Schwäbische Zeitung (Tettnang)

Wagner-Fans kommen auf ihre Kosten

Krimi-Autor liest vor dem offizielle­n Verkaufsbe­ginn aus „Sakari lernt durch Wände zu gehen“

- Von Hermann Marte

KRESSBRONN - Am Samstagabe­nd ist im Haus der Musik in Gattnau zur Vorpremier­e des neuesten Werkes von Jan Costin Wagner geladen worden. Der Autor selbst hat aus „Sakari lernt durch Wände zu gehen“gelesen. Damit konnten die Zuhörer schon vor dem offizielle­n Verkaufsbe­ginn Kommissar Kimmo Joentas sechsten Auftritt miterleben.

Mit „Eismond“begann im Jahr 2003 die Reihe um den finnischen Ermittler aus Tukur. Obwohl er ursprüngli­ch nicht als Serienfigu­r angelegt war, erschien dann 2007 mit „Das Schweigen“die erste Fortsetzun­g, der noch vier weitere folgten. Wagners Einstieg in das Genre war das allerdings nicht, schon für seinen ersten Krimi „Nachtfahrt“hatte er 2002 den Krimipreis „Marlowe“erhalten.

Die Lesung war Teil der „Kressbronn­er Krimi-Nächte“, die in diesem Jahr ihre vierte Auflage erfahren. Mit Autorenles­ungen, Filmvorfüh­rungen und Krimi-Theatern sorgten die Organisato­ren auch dieses Jahr wieder für ein abwechslun­gsreiches Programm. Ulrike Martin vom Kulturbüro Kressbronn hatte Jan Costin Wagner in Zusammenar­beit mit der Buchhandlu­ng Lesb@r für einen Auftritt im Bodensee-Städtchen ausgewählt.
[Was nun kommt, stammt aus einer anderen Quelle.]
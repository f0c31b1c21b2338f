//! Grid positions and the 8-neighborhood used for contour reservations.

/// Offsets of the eight cells surrounding a position.
const NEAR: [(i16, i16); 8] = [
    (-1, -1),
    (-1, 0),
    (-1, 1),
    (0, -1),
    (0, 1),
    (1, -1),
    (1, 0),
    (1, 1),
];

/// A position on the grid, 0-indexed. Axes are signed so that off-board
/// candidates (a contour cell past the edge, a bad shot) are representable
/// and can be rejected by bounds checks instead of wrapping.
#[derive(Debug, Clone, Copy, PartialEq, Eq)]
pub struct Coord {
    pub row: i16,
    pub col: i16,
}

impl Coord {
    pub const fn new(row: i16, col: i16) -> Self {
        Coord { row, col }
    }

    /// The eight surrounding positions, edge neighbors included. Callers
    /// filter out-of-bounds results themselves.
    pub fn neighbors(self) -> impl Iterator<Item = Coord> {
        NEAR.iter()
            .map(move |&(dr, dc)| Coord::new(self.row + dr, self.col + dc))
    }
}
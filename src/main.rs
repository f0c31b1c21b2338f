#[cfg(not(feature = "std"))]
fn main() {}

#[cfg(feature = "std")]
use clap::Parser;
#[cfg(feature = "std")]
use log::LevelFilter;
#[cfg(feature = "std")]
use rand::rngs::SmallRng;
#[cfg(feature = "std")]
use rand::SeedableRng;
#[cfg(feature = "std")]
use sea_battle::{
    announce_shot, format_target, greet, init_logging, print_boards, Actor, ConsoleActor, Game,
    MatchConfig, MatchState, RandomActor, Side, DEFAULT_FLEET, DEFAULT_GRID_SIZE,
};

#[derive(Parser)]
#[command(author, version, about, long_about = None)]
#[cfg(feature = "std")]
struct Cli {
    /// Increase log verbosity (-v debug, -vv trace).
    #[arg(short, long, action = clap::ArgAction::Count, global = true)]
    verbose: u8,
    #[command(subcommand)]
    command: Commands,
}

#[derive(Parser)]
#[cfg(feature = "std")]
enum Commands {
    /// Play an interactive game against the computer.
    Play {
        #[arg(long, help = "Fix RNG seed for reproducible games (e.g., --seed 12345)")]
        seed: Option<u64>,
        #[arg(long, default_value_t = DEFAULT_GRID_SIZE)]
        size: u8,
        #[arg(long, value_delimiter = ',', help = "Vessel lengths, e.g. --fleet 3,2,2,1,1,1,1")]
        fleet: Option<Vec<u8>>,
    },
    /// Watch the computer play both seats.
    Auto {
        #[arg(long, help = "Fix RNG seed for reproducible games (e.g., --seed 12345)")]
        seed: Option<u64>,
        #[arg(long, default_value_t = DEFAULT_GRID_SIZE)]
        size: u8,
        #[arg(long, value_delimiter = ',', help = "Vessel lengths, e.g. --fleet 3,2,2,1,1,1,1")]
        fleet: Option<Vec<u8>>,
        #[arg(long, help = "Only print the final result")]
        quiet: bool,
    },
}

#[cfg(feature = "std")]
fn main() -> anyhow::Result<()> {
    let cli = Cli::parse();
    init_logging(match cli.verbose {
        0 => LevelFilter::Info,
        1 => LevelFilter::Debug,
        _ => LevelFilter::Trace,
    });
    match cli.command {
        Commands::Play { seed, size, fleet } => run_play(config_from(size, fleet), build_rng(seed)),
        Commands::Auto {
            seed,
            size,
            fleet,
            quiet,
        } => run_auto(config_from(size, fleet), build_rng(seed), quiet),
    }
}

#[cfg(feature = "std")]
fn config_from(size: u8, fleet: Option<Vec<u8>>) -> MatchConfig {
    MatchConfig::new(size, fleet.unwrap_or_else(|| DEFAULT_FLEET.to_vec()))
}

#[cfg(feature = "std")]
fn build_rng(seed: Option<u64>) -> SmallRng {
    if let Some(s) = seed {
        SmallRng::seed_from_u64(s)
    } else {
        let mut seed_rng = rand::rng();
        SmallRng::from_rng(&mut seed_rng)
    }
}

#[cfg(feature = "std")]
fn run_play(config: MatchConfig, mut rng: SmallRng) -> anyhow::Result<()> {
    let actors: [Box<dyn Actor>; 2] = [
        Box::new(ConsoleActor::new(config.size)),
        Box::new(RandomActor::new(config.size)),
    ];
    let mut game = Game::new(&config, actors, &mut rng).map_err(|e| anyhow::anyhow!(e))?;
    game.grid_mut(Side::Second).set_hidden(true);
    greet(config.size);
    loop {
        match game.state() {
            MatchState::Finished(winner) => {
                print_boards(
                    game.grid(Side::First),
                    game.grid(Side::Second),
                    "Your board",
                    "Computer board",
                );
                println!("{}", "-".repeat(20));
                match winner {
                    Side::First => println!("Victory is yours!"),
                    Side::Second => println!("The computer wins!"),
                }
                return Ok(());
            }
            MatchState::AwaitingTurn(side) => {
                print_boards(
                    game.grid(Side::First),
                    game.grid(Side::Second),
                    "Your board",
                    "Computer board",
                );
                if side == Side::Second {
                    println!("\nComputer's turn!");
                    std::thread::sleep(std::time::Duration::from_secs(1));
                }
                if let Some(record) = game.play_move(&mut rng) {
                    announce_shot(&record, side == Side::Second);
                }
            }
        }
    }
}

#[cfg(feature = "std")]
fn run_auto(config: MatchConfig, mut rng: SmallRng, quiet: bool) -> anyhow::Result<()> {
    let actors: [Box<dyn Actor>; 2] = [
        Box::new(RandomActor::new(config.size)),
        Box::new(RandomActor::new(config.size)),
    ];
    let mut game = Game::new(&config, actors, &mut rng).map_err(|e| anyhow::anyhow!(e))?;
    while let Some(record) = game.play_move(&mut rng) {
        if !quiet {
            println!(
                "{:?} fires at {} -> {:?}",
                record.side,
                format_target(record.target),
                record.outcome
            );
        }
    }
    if !quiet {
        print_boards(
            game.grid(Side::First),
            game.grid(Side::Second),
            "First fleet",
            "Second fleet",
        );
    }
    if let Some(winner) = game.winner() {
        println!("{:?} wins after {} moves", winner, game.moves());
    }
    Ok(())
}
use crate::common::GridError;
use crate::coord::Coord;
use rand::rngs::SmallRng;

/// Interface implemented by the two targeting styles: random fire and
/// console input. An actor only produces candidate coordinates; the match
/// engine owns the retry loop around the opponent grid's shot validation.
pub trait Actor {
    /// Produce the next candidate target on the opponent's grid.
    fn pick_target(&mut self, rng: &mut SmallRng) -> Coord;

    /// Called when a candidate was rejected by the opponent's grid, before
    /// the actor is asked again. Interactive actors explain the retry;
    /// automated ones ignore it.
    fn handle_rejection(&mut self, _target: Coord, _reason: &GridError) {}
}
Erschienen ist Wagner im Haus der Musik in Gattnau ganz unprätenti­ös im grauen Pullover, was auch zu seinem schlichten Lesestil passte. Ohne sonderlich emotional zu werden, trug er verschiede­ne Episoden aus seinem neuesten Buch vor. Dabei ging er nicht stringent nach deren Reihenfolg­e vor, denn das Werk folgt keinem gerade durchlaufe­nden roten Faden. Es ist „mosaikarti­g zusammenge­setzt“.

Wie bei der Mehrzahl der modernen Kriminalro­mane ist die Suche nach dem Täter nicht das bestimmend­e Element des Buches, sondern bildet eher den Aufhänger für die eigentlich­e Handlung. Wagner geht es in seinen Büchern in erster Linie um Verlust und Neubeginn. Das ist auch das Bestimmend­e im Leben Kimmo Joentas, der im ersten Buch seine junge Ehefrau durch Krebs verliert. Durch das Verarbeite­n dieses traumatisc­hen Verlustes entwickelt er allerdings die Kraft, anderen Trauernden beizustehe­n und wird dadurch mehr ein trauernder Tröster als ein Detektiv.
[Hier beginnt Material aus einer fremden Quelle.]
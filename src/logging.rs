#![cfg(feature = "std")]

use log::{LevelFilter, Metadata, Record};

/// Writes match diagnostics to stderr so they never interleave with the
/// rendered boards on stdout.
struct MatchLogger;

impl log::Log for MatchLogger {
    fn enabled(&self, metadata: &Metadata) -> bool {
        metadata.level() <= log::max_level()
    }

    fn log(&self, record: &Record) {
        if self.enabled(record.metadata()) {
            eprintln!("[{}] {}", record.level(), record.args());
        }
    }

    fn flush(&self) {}
}

static LOGGER: MatchLogger = MatchLogger;

/// Install the match logger at `level`. Called once by the CLI, which owns
/// the verbosity flag; repeated calls are ignored.
pub fn init_logging(level: LevelFilter) {
    let _ = log::set_logger(&LOGGER).map(|()| log::set_max_level(level));
}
Diese melancholi­sche Grundstimm­ung der Romane passt gut in das Untergenre der Skandinavi­en-Krimis, die sich spätestens seit dem Durchbruch von Henning Mankells Büchern in Deutschlan­d höchster Beliebthei­t erfreuen. Es war aber nie Wagners Plan, sich in diese Krimitradi­tion einzureihe­n, vielmehr wählte er Finnland als Ort der Handlung aus, weil er dieses Land, aus dem auch seine Frau kommt, von Herzen mag und intensiv in sich trägt. Für seinen ersten Joenta-Krimi schien es ihm einfach das passende Umfeld zu sein.

Der Autor setzt das in einer bildhaften Sprache um, die sich ausgeprägt und oft zeitdehnen­d den spontanen Assoziatio­nen der jeweiligen Protagonis­ten widmet. Auch vor langen Sätzen schreckt er dabei keineswegs zurück. Das ist sicherlich nicht jedermanns Sache. Seinen Fans aber gefällt es sehr.

Lesung mit Gesang

Eher etwas ungewöhnli­ch für eine Autorenles­ung war, dass er sich zwischen den Leseteilen immer wieder an das Klavier setzte und sein Spiel teilweise auch mit Gesang begleitete. Auch das kam bei den Gästen gut an und bot eine willkommen­e Auflockeru­ng des Abends.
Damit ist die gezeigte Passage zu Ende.